Le retour à la maison se fait doucement. La route est vide, la pluie tombe encore légèrement sur le pare-brise.
Julien conduit tranquillement. Pas de musique. Le silence est confortable, réconfortant. Ses pensées sont toujours portées sur la session qu’il vient de vivre.
Arrivé chez lui, il est 10h12. Il décharge sa voiture avec soin. Rien ne presse mais Julien sait l’importance de bien entretenir son matériel.
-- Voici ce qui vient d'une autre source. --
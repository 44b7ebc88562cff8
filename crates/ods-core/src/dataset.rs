//! A point-in-time copy of the three modelling collections, plus the built-in
//! sample data.
//!
//! [`Dataset`] is what reports render from and what stores can be seeded
//! with. References are resolved through [`Dataset::object`]; a dangling id
//! simply resolves to `None`.

use std::collections::HashMap;

use chrono::{DateTime, NaiveDate, Utc};
use serde::{Deserialize, Serialize};

use crate::{
  hierarchy::HierarchyRecord,
  id::ObjectId,
  object::{Attributes, ObjectKind, ObjectRecord, Scalar, TableColumn, TableData},
  relation::RelationRecord,
};

#[derive(Debug, Clone, Default, PartialEq, Serialize, Deserialize)]
pub struct Dataset {
  pub objects:     Vec<ObjectRecord>,
  pub relations:   Vec<RelationRecord>,
  pub hierarchies: Vec<HierarchyRecord>,
}

impl Dataset {
  /// Resolve a soft reference. `None` if the object no longer exists.
  pub fn object(&self, id: &ObjectId) -> Option<&ObjectRecord> {
    self.objects.iter().find(|o| &o.id == id)
  }

  /// Display name for a referenced object, `"Unknown"` when dangling.
  pub fn object_name(&self, id: &ObjectId) -> &str {
    self.object(id).map_or("Unknown", |o| o.name.as_str())
  }

  /// Hierarchies grouped by parent, preserving first-seen parent order.
  /// Root-level groupings (no parent) are keyed by `None`.
  pub fn hierarchies_by_parent(
    &self,
  ) -> Vec<(Option<&ObjectId>, Vec<&HierarchyRecord>)> {
    let mut slots: HashMap<Option<&ObjectId>, usize> = HashMap::new();
    let mut groups: Vec<(Option<&ObjectId>, Vec<&HierarchyRecord>)> = Vec::new();
    for h in &self.hierarchies {
      let key = h.parent_object_id.as_ref();
      let slot = *slots.entry(key).or_insert_with(|| {
        groups.push((key, Vec::new()));
        groups.len() - 1
      });
      groups[slot].1.push(h);
    }
    groups
  }

  /// The four objects, two relations and one hierarchy the system ships
  /// with for demos. The hierarchy deliberately points at two child ids that
  /// have no object.
  pub fn sample() -> Self {
    let objects = vec![
      ObjectRecord {
        id:            "obj1".into(),
        name:          "User Management System".into(),
        description:   "Comprehensive user management and authentication \
                        system with role-based access control and audit \
                        logging capabilities."
          .into(),
        kind:          ObjectKind::Item,
        attributes:    attrs(&[("status", "Active"), ("version", "2.1.0")]),
        tables:        vec![TableData {
          name:    "User Permissions".into(),
          columns: ["User ID", "Username", "Role", "Permissions", "Last Login"]
            .into_iter()
            .map(TableColumn::new)
            .collect(),
          data:    vec![
            row(&["USR001", "admin@company.com", "Administrator", "Full Access", "2024-01-15 09:30"]),
            row(&["USR002", "manager@company.com", "Manager", "Read/Write", "2024-01-14 16:45"]),
            row(&["USR003", "user@company.com", "User", "Read Only", "2024-01-13 11:20"]),
          ],
        }],
        created_date:  at(2023, 10, 15, 14, 30),
        modified_date: at(2024, 1, 15, 9, 45),
        revision:      15,
      },
      ObjectRecord {
        id:            "obj2".into(),
        name:          "Product Catalog".into(),
        description:   "Complete product information system with pricing and \
                        inventory tracking."
          .into(),
        kind:          ObjectKind::Document,
        attributes:    attrs(&[("status", "Active"), ("itemCount", "1,247")]),
        tables:        Vec::new(),
        created_date:  at(2023, 11, 1, 10, 0),
        modified_date: at(2024, 1, 12, 14, 20),
        revision:      8,
      },
      ObjectRecord {
        id:            "obj3".into(),
        name:          "Configuration".into(),
        description:   "System configuration and settings management.".into(),
        kind:          ObjectKind::Item,
        attributes:    attrs(&[("status", "Active"), ("configCount", "87")]),
        tables:        Vec::new(),
        created_date:  at(2023, 9, 20, 16, 15),
        modified_date: at(2024, 1, 10, 11, 30),
        revision:      23,
      },
      ObjectRecord {
        id:            "obj4".into(),
        name:          "API Documentation".into(),
        description:   "Complete API reference and integration guides.".into(),
        kind:          ObjectKind::Document,
        attributes:    attrs(&[("status", "Draft"), ("pageCount", "156")]),
        tables:        Vec::new(),
        created_date:  at(2023, 12, 1, 9, 0),
        modified_date: at(2024, 1, 8, 13, 45),
        revision:      5,
      },
    ];

    let relations = vec![
      RelationRecord {
        id:                   "rel1".into(),
        primary_object_id:    "obj1".into(),
        secondary_object_ids: vec!["obj2".into()],
        relation_type:        "Item-to-Document".into(),
        description:          Some(
          "User management connects to product catalog for user-specific \
           product access"
            .into(),
        ),
      },
      RelationRecord {
        id:                   "rel2".into(),
        primary_object_id:    "obj1".into(),
        secondary_object_ids: vec!["obj3".into()],
        relation_type:        "Item-to-Item".into(),
        description:          Some(
          "User management uses system configuration for authentication \
           settings"
            .into(),
        ),
      },
    ];

    let mut properties = attrs(&[("type", "Root")]);
    properties.insert("priority".into(), Scalar::Int(1));
    let hierarchies = vec![HierarchyRecord {
      id:               "hier1".into(),
      parent_object_id: Some("obj1".into()),
      child_object_ids: vec!["auth-module".into(), "perm-manager".into()],
      level:            0,
      properties,
    }];

    Self { objects, relations, hierarchies }
  }
}

fn attrs(pairs: &[(&str, &str)]) -> Attributes {
  pairs
    .iter()
    .map(|(k, v)| ((*k).to_owned(), Scalar::from(*v)))
    .collect()
}

fn row(cells: &[&str]) -> Vec<Scalar> {
  cells.iter().copied().map(Scalar::from).collect()
}

fn at(year: i32, month: u32, day: u32, hour: u32, minute: u32) -> DateTime<Utc> {
  NaiveDate::from_ymd_opt(year, month, day)
    .and_then(|d| d.and_hms_opt(hour, minute, 0))
    .map(|dt| dt.and_utc())
    .unwrap_or_default()
}
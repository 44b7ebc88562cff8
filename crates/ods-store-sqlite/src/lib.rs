//! SQLite backend for the Object Design System entity store.
//!
//! Wraps [`tokio_rusqlite`] so all database access runs on a dedicated thread
//! without blocking the async runtime.

mod encode;
mod schema;
mod store;

pub mod error;

pub use error::{Error, Result};
pub use store::SqliteStore;

#[cfg(test)]
mod tests;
Il rince, frotte, nettoie, sèche son matériel et le range avec minutie.
Il enlève ses bottes, sa veste humide, se lave rapidement les mains, puis s’effondre sur le canapé.
Le calme s’installe. Le silence est total. Les rayons du soleil traversent à peine les rideaux.
Julien ferme les yeux. Il sent son corps se relâcher, chaque muscle, chaque articulation. Son esprit est détendu, comblé.
« C’est grâce à la perle ? Ou au mix-appâts ? »
Le sommeil l’emporte presque immédiatement. Un sommeil lourd, profond. Un sommeil d’homme vidé… mais heureux.
La mer est encore là, quelque part. Mais cette fois, elle lui a rendu bien plus qu’un poisson : la patience, le calme, les rencontres, l’adrénaline, la frustration, une satisfaction simple.
Julien dort, tranquille, heureux. Et il sait qu’il reviendra un jour pour un dernier lancer.